Agora tenho uma vida perfeitamente tranquila. Curiosamente, antes quando eu trabalhava – e que seria mais difícil de o fazer –, eu lia 70-80 livros por ano. Atualmente leio cerca de um terço. Perdi um pouco o bom hábito da leitura e estou sempre a dizer a mim próprio que tenho de readquiri-lo. Tenho aqui uma série de livros, que comprei para ler, e espero voltar a ter essa vontade de o fazer. De resto, faço as minhas caminhadas regulares durante os dias úteis. Faço, no mínimo, uns 12-13 km por dia. É uma forma de ocupação do tempo e de manter alguma saúde física e mental.
Do que mais sente saudades quando pensa na sua carreira? Ou já não pensa nela nem fica saudosista?
Não as sinto porque foi uma vida muito intensa. Vivi sempre a minha vida principalmente como treinador. Costumo dizer que se eu tivesse a mentalidade de treinador que tive como jogador eu tinha feito uma carreira completamente diferente daquela que fiz, para muito melhor. Se calhar, não tinha mesmo sido treinador. O que fiz está feito: são já 76 anos! Não tenho qualquer problema em perceber que tudo tem o seu tempo e que o meu tempo esgotou-se, por iniciativa própria. O meu amigo Jesualdo Ferreira, por exemplo, é mais novo do que eu mês e meio e continua a treinar e foi este ano campeão no Egito, pelo Zamalek. Acho que tomei a melhor decisão em parar de treinar.
O que mais lhe preocupa e entristece perante as várias crises – nacional e internacional – que estamos a viver e do que daí tem derivado? Qual a sua visão / opinião sobre estas crises?

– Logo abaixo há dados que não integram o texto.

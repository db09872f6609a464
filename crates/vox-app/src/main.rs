//! Vox application binary - composition root.
//!
//! Ties together all Vox crates into a single executable:
//! 1. Load configuration from TOML
//! 2. Open the JSON-backed transcription store
//! 3. Build the transcription engine (capture -> client -> store)
//! 4. Dispatch the requested subcommand

use std::path::PathBuf;

use clap::{Parser, Subcommand};

use vox_audio::MockBackend;
use vox_client::TranscriptionClient;
use vox_core::config::VoxConfig;
use vox_core::types::{AudioSettingsUpdate, ConfirmFn, TranscriptionRecord};
use vox_engine::TranscriptionEngine;
use vox_storage::TranscriptionStore;

#[derive(Parser)]
#[command(name = "vox", version, about = "Voice transcription pipeline")]
struct Cli {
    /// Path to the configuration file (default: ~/.vox/config.toml).
    #[arg(long, global = true)]
    config: Option<PathBuf>,

    #[command(subcommand)]
    command: Command,
}

#[derive(Subcommand)]
enum Command {
    /// Transcribe an audio file and add the result to history.
    Transcribe {
        /// Audio file to upload (wav, mp3, m4a, ogg, flac).
        file: PathBuf,
        /// Run spell check on the result before printing it.
        #[arg(long)]
        spell_check: bool,
    },
    /// Print the transcription history, newest first.
    History,
    /// Search the history for matching text.
    Search { query: String },
    /// Attach an edited version of a record's text.
    Edit { id: String, text: String },
    /// Delete a record and its audio asset.
    Delete { id: String },
    /// Run spell check over a record's text.
    SpellCheck { id: String },
    /// Play a record's audio asset.
    Play { id: String },
    /// Delete the entire history and stored audio.
    Clear,
    /// Show or update audio settings.
    Settings {
        /// Delete audio assets after playback finishes.
        #[arg(long)]
        auto_delete: Option<bool>,
        /// Ask for confirmation before deletions.
        #[arg(long)]
        confirm_delete: Option<bool>,
        /// Move recordings into permanent storage.
        #[arg(long)]
        permanent_storage: Option<bool>,
    },
}

/// Expand ~ to home directory in a path string.
fn resolve_data_dir(data_dir: &str) -> PathBuf {
    if data_dir.starts_with("~/") {
        let home = std::env::var("HOME").unwrap_or_else(|_| ".".to_string());
        PathBuf::from(home).join(&data_dir[2..])
    } else {
        PathBuf::from(data_dir)
    }
}

/// Resolve the config file path (VOX_CONFIG env, or ~/.vox/config.toml).
fn config_path() -> PathBuf {
    if let Ok(p) = std::env::var("VOX_CONFIG") {
        return PathBuf::from(p);
    }
    if let Ok(home) = std::env::var("HOME") {
        return PathBuf::from(home).join(".vox").join("config.toml");
    }
    PathBuf::from("config.toml")
}

/// Confirmation hook backed by a terminal y/N prompt.
fn terminal_confirm() -> ConfirmFn {
    Box::new(|title, message| {
        use std::io::Write;
        eprint!("{}: {} [y/N] ", title, message);
        let _ = std::io::stderr().flush();
        let mut line = String::new();
        if std::io::stdin().read_line(&mut line).is_err() {
            return false;
        }
        matches!(line.trim(), "y" | "Y" | "yes")
    })
}

fn print_record(record: &TranscriptionRecord) {
    let when = chrono::DateTime::from_timestamp_millis(record.timestamp)
        .map(|t| t.format("%Y-%m-%d %H:%M:%S").to_string())
        .unwrap_or_else(|| record.timestamp.to_string());
    let mut flags = Vec::new();
    if record.is_edited {
        flags.push("edited");
    }
    if record.is_spell_checked {
        flags.push("spell-checked");
    }
    let flags = if flags.is_empty() {
        String::new()
    } else {
        format!(" [{}]", flags.join(", "))
    };
    println!("{}  {}{}", record.id, when, flags);
    println!("  {}", record.display_text());
    if let Some(ref corrected) = record.corrected_text {
        println!("  corrected: {}", corrected);
    }
    if !record.audio_uri.is_empty() {
        println!("  audio: {} ({:.1}s)", record.audio_uri, record.duration);
    }
}

#[tokio::main]
async fn main() -> Result<(), Box<dyn std::error::Error>> {
    // Tracing.
    tracing_subscriber::fmt()
        .with_env_filter(
            tracing_subscriber::EnvFilter::try_from_default_env()
                .unwrap_or_else(|_| tracing_subscriber::EnvFilter::new("warn")),
        )
        .with_writer(std::io::stderr)
        .init();

    let cli = Cli::parse();

    // Config.
    let config_file = cli.config.clone().unwrap_or_else(config_path);
    let config = VoxConfig::load_or_default(&config_file);

    // Storage.
    let data_dir = resolve_data_dir(&config.storage.data_dir);
    let store = TranscriptionStore::new(&data_dir, Default::default())
        .with_confirm(terminal_confirm());

    // Engine. The CLI has no live microphone; recording flows are exercised
    // through file transcription, so a mock recording backend suffices.
    let client = TranscriptionClient::new(config.api.clone())?;
    let engine = TranscriptionEngine::new(MockBackend::new(), client, store, &config)
        .with_confirm(terminal_confirm());
    engine.init().await?;

    match cli.command {
        Command::Transcribe { file, spell_check } => {
            let record = engine.transcribe_file(&file).await?;
            let record = if spell_check {
                engine.spell_check_transcription(&record.id).await?
            } else {
                record
            };
            print_record(&record);
        }
        Command::History => {
            let history = engine.state().history;
            if history.is_empty() {
                println!("No transcriptions yet.");
            }
            for record in &history {
                print_record(record);
            }
        }
        Command::Search { query } => {
            let hits = engine.search_history(&query);
            if hits.is_empty() {
                println!("No matches.");
            }
            for record in &hits {
                print_record(record);
            }
        }
        Command::Edit { id, text } => {
            engine.edit_transcription(&id, &text).await?;
        }
        Command::Delete { id } => {
            engine.delete_transcription(&id).await?;
        }
        Command::SpellCheck { id } => {
            let record = engine.spell_check_transcription(&id).await?;
            print_record(&record);
        }
        Command::Play { id } => {
            let record = engine
                .state()
                .history
                .into_iter()
                .find(|r| r.id == id)
                .ok_or(vox_core::error::VoxError::NotFound(id))?;
            engine.play_record(&record.audio_uri).await?;
        }
        Command::Clear => {
            engine.clear_all_transcriptions().await?;
            println!("History cleared.");
        }
        Command::Settings {
            auto_delete,
            confirm_delete,
            permanent_storage,
        } => {
            let update = AudioSettingsUpdate {
                auto_delete_after_playback: auto_delete,
                confirm_before_delete: confirm_delete,
                use_permanent_storage: permanent_storage,
            };
            let settings = if update == AudioSettingsUpdate::default() {
                engine.state().audio_settings
            } else {
                engine.update_audio_settings(update).await?
            };
            println!(
                "autoDeleteAfterPlayback = {}",
                settings.auto_delete_after_playback
            );
            println!("confirmBeforeDelete = {}", settings.confirm_before_delete);
            println!("usePermanentStorage = {}", settings.use_permanent_storage);
        }
    }

    engine.cleanup().await;
    Ok(())
}
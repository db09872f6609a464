//! Recording device abstraction.

use std::future::Future;
use std::path::{Path, PathBuf};
use std::sync::atomic::{AtomicBool, Ordering};
use std::sync::{Arc, Mutex};

use vox_core::error::{Result, VoxError};

/// Driver for the underlying recording device.
///
/// Implementations own the platform recording session: permission prompts,
/// opening the device at the configured quality, finalizing the captured
/// asset, and playing assets back. `play` resolves when playback completes
/// naturally.
pub trait RecordingBackend: Send + Sync {
    /// Ask the platform for microphone permission.
    fn request_permission(&self) -> impl Future<Output = bool> + Send;

    /// Open a recording session on the device.
    fn begin(&self) -> impl Future<Output = Result<()>> + Send;

    /// Finalize the session and release the device.
    ///
    /// Returns the path of the recorded asset, or `None` if the session
    /// produced no usable asset.
    fn end(&self) -> impl Future<Output = Result<Option<PathBuf>>> + Send;

    /// Play the asset at `path`, resolving at natural completion.
    fn play(&self, path: &Path) -> impl Future<Output = Result<()>> + Send;
}

/// Mock recording backend for testing.
///
/// Simulates a recording device without real hardware. The asset returned by
/// `end` is configured up front; played paths are retained for assertions.
#[derive(Debug, Clone)]
pub struct MockBackend {
    permission_granted: Arc<AtomicBool>,
    active: Arc<AtomicBool>,
    fail_begin: Arc<AtomicBool>,
    output: Arc<Mutex<Option<PathBuf>>>,
    played: Arc<Mutex<Vec<PathBuf>>>,
}

impl Default for MockBackend {
    fn default() -> Self {
        Self::new()
    }
}

impl MockBackend {
    pub fn new() -> Self {
        Self {
            permission_granted: Arc::new(AtomicBool::new(true)),
            active: Arc::new(AtomicBool::new(false)),
            fail_begin: Arc::new(AtomicBool::new(false)),
            output: Arc::new(Mutex::new(None)),
            played: Arc::new(Mutex::new(Vec::new())),
        }
    }

    /// Configure the asset path that `end` will report.
    pub fn with_output(self, path: PathBuf) -> Self {
        *self.output.lock().expect("output mutex poisoned") = Some(path);
        self
    }

    /// Make `request_permission` report a refusal.
    pub fn deny_permission(self) -> Self {
        self.permission_granted.store(false, Ordering::Relaxed);
        self
    }

    /// Make `begin` fail with a device error.
    pub fn fail_on_begin(self) -> Self {
        self.fail_begin.store(true, Ordering::Relaxed);
        self
    }

    /// Whether a session is currently open.
    pub fn is_active(&self) -> bool {
        self.active.load(Ordering::Relaxed)
    }

    /// Paths handed to `play` so far.
    pub fn played(&self) -> Vec<PathBuf> {
        self.played.lock().expect("played mutex poisoned").clone()
    }
}

impl RecordingBackend for MockBackend {
    async fn request_permission(&self) -> bool {
        self.permission_granted.load(Ordering::Relaxed)
    }

    async fn begin(&self) -> Result<()> {
        if self.fail_begin.load(Ordering::Relaxed) {
            return Err(VoxError::Audio("recording device unavailable".to_string()));
        }
        self.active.store(true, Ordering::Relaxed);
        tracing::info!("Mock recording session opened");
        Ok(())
    }

    async fn end(&self) -> Result<Option<PathBuf>> {
        self.active.store(false, Ordering::Relaxed);
        Ok(self.output.lock().expect("output mutex poisoned").clone())
    }

    async fn play(&self, path: &Path) -> Result<()> {
        self.played
            .lock()
            .expect("played mutex poisoned")
            .push(path.to_path_buf());
        Ok(())
    }
}

// =============================================================================
// Tests
// =============================================================================
//! Vox Storage crate - key-value JSON persistence for transcription history
//! and audio settings, plus audio file placement and deletion.
//!
//! Two documents live under the data directory: `history.json` (the full
//! record collection, rewritten on every mutation) and `audio_settings.json`.
//! Permanent audio assets live under `<data_dir>/audio/`.

pub mod store;

pub use store::TranscriptionStore;
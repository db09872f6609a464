//! The transcription pipeline orchestrator.
//!
//! `TranscriptionEngine` owns the shared pipeline state and coordinates the
//! capture, client, and storage layers through the phase machine. Mutations
//! follow a persist-first rule: the history document is written to disk
//! before the in-memory collection is updated, so a failed write leaves the
//! in-memory state matching what is actually on disk.

use std::path::Path;
use std::sync::{Arc, Mutex};
use std::time::Duration;

use vox_audio::{AudioCapture, RecordingBackend};
use vox_client::{filter_history, SpeechToText};
use vox_core::config::VoxConfig;
use vox_core::error::{Result, VoxError};
use vox_core::types::{
    AudioSettings, AudioSettingsUpdate, ConfirmFn, TranscriptionMetadata, TranscriptionRecord,
    TranscriptionResponse, TranscriptionState,
};
use vox_storage::TranscriptionStore;

use crate::phase::{EnginePhase, PhaseMachine};
use crate::sink::{NullSink, TextSink};

/// Orchestrates recording, transcription, and persistence.
///
/// All entry points are callable concurrently; the phase machine rejects
/// overlapping flows rather than queueing them. `state` returns a snapshot of
/// the pipeline state for presentation.
pub struct TranscriptionEngine<B: RecordingBackend, C: SpeechToText> {
    capture: AudioCapture<B>,
    client: C,
    store: TranscriptionStore,
    machine: PhaseMachine,
    state: Arc<Mutex<TranscriptionState>>,
    sink: Box<dyn TextSink>,
    confirm: Option<ConfirmFn>,
    model: String,
    language: String,
}
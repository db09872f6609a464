//! Vox Core crate - shared types, error taxonomy, and configuration.
//!
//! Defines the transcription record model, audio settings, the user-visible
//! pipeline state, and the `VoxError` enum used across all Vox crates.

pub mod config;
pub mod error;
pub mod types;

pub use config::{ApiConfig, CaptureConfig, StorageConfig, VoxConfig};
pub use error::{Result, VoxError};
pub use types::*;
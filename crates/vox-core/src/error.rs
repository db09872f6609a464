use thiserror::Error;

/// Top-level error type for the Vox pipeline.
///
/// Subsystem crates return this type directly so that the `?` operator works
/// across crate boundaries. Failures that the pipeline is designed to swallow
/// (audio file deletion, playback of a missing asset) are logged at the call
/// site rather than surfaced through this enum.
#[derive(Debug, Error)]
#[non_exhaustive]
pub enum VoxError {
    #[error("Microphone permission denied")]
    PermissionDenied,

    #[error("A recording session is already active")]
    AlreadyRecording,

    #[error("No active recording session")]
    NoActiveSession,

    #[error("Invalid state transition: {from} -> {to}")]
    InvalidTransition { from: String, to: String },

    #[error("Audio file too large: {size} bytes exceeds {limit} bytes")]
    FileTooLarge { size: u64, limit: u64 },

    #[error("Transcription failed: {0}")]
    Transcription(String),

    #[error("Spell check failed: {0}")]
    SpellCheck(String),

    #[error("Storage error: {0}")]
    Storage(String),

    #[error("Not found: {0}")]
    NotFound(String),

    #[error("Audio error: {0}")]
    Audio(String),

    #[error("Configuration error: {0}")]
    Config(String),

    #[error("I/O error: {0}")]
    Io(#[from] std::io::Error),

    #[error("Serialization error: {0}")]
    Serialization(String),
}

impl From<toml::de::Error> for VoxError {
    fn from(err: toml::de::Error) -> Self {
        VoxError::Config(err.to_string())
    }
}

impl From<toml::ser::Error> for VoxError {
    fn from(err: toml::ser::Error) -> Self {
        VoxError::Config(err.to_string())
    }
}

impl From<serde_json::Error> for VoxError {
    fn from(err: serde_json::Error) -> Self {
        VoxError::Serialization(err.to_string())
    }
}

/// A specialized `Result` type for Vox operations.
pub type Result<T> = std::result::Result<T, VoxError>;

Vou estando com a preocupação normal face às mesmas e como cidadão do mundo que foi a 79 países ao longo da carreira. Vi muita coisa e vivi muita coisa. As preocupações inerentes para quem esteja atento e olhe para o estado do país e do mundo. Um dos aspetos que mais me aflige é a mudança climatérica. Estão a fazer esta cimeira, num local que conheço bem, e que acho que não vai resultar em nada! Estas alterações climáticas preocupam-me grandemente não por mim, mas pelo meu filho e meus netos, porque são eles que vão “pagar a fatura” da incúria que acontece mundialmente. Fazem muitas cimeiras, esta é mais uma, e depois continua na mesma. Outra preocupação é esta invasão da Rússia à Ucrânia, que é extremamente perigosa. Com ditadores, como este Putin, tudo de mau é de esperar. Pois o homem é o animal que tropeça duas vezes na mesma pedra… Portanto, estamos a um passo disto ser uma guerra generalizada, porque este Putin nunca vai sair dali derrotado, nem sair sem a dignidade que ele pensa que deve ter ou o sucesso que ele acha que pode ter. Depois, somos o país que somos, quase periféricos da Europa: já fomos um país com um passado absolutamente notável, mas hoje – costumo dizer na brincadeira – isto já não é um país, é um sítio. Com a política muito execrável que temos. Há políticos que são como as fraldas: tem de se mudar periodicamente e pela mesma razão. Tudo isto me preocupa, sobretudo pela juventude. Pelos filhos e netos de toda a gente e o futuro dos mesmos. Os pais, e principalmente os políticos, é que deviam pagar! Eu estive em 24 países de África e as pessoas em Portugal não fazem a mínima ideia do que ela é… Parece um continente de venda ambulante, com uma pobreza incrível, um atraso tremendo e ninguém quer saber disso para nada! Como não me há de preocupar?
Para terminar, desafio-o a deixar-nos uma mensagem final de vitória e de alegria, como tantas que obteve. Quais as melhores formas das pessoas marcarem muitos “golos” nas suas vidas, naquilo que são e que fazem?
É difícil dar conselhos, quando vivemos num tipo de Sociedade perfeitamente materialista e interesseira, num país que está na cauda da Europa em diversos aspetos da vida. Mas, acima de tudo, cada qual deve ser igual a si próprio, a ordem, o respeito, a disciplina, a amizade, a disponibilidade para ajudarmos os outros. Que tudo isso seja no sentido do bem da Comunidade e das pessoas. Não seja sempre o dinheiro a contar! Eu tenho enfrentado a vida sempre, adaptando-a ao que se costuma dizer: peguei a vida pelos cornos, ou seja, de frente. Nunca fiz pegas de cernelha e dei sempre a cara. Acho que é o que todos devemos fazer: ter uma vida pautada pela seriedade e honestidade, não ter receio de dizer ou fazer aquilo que pensa sem ferir os outros e as suas suscetibilidades.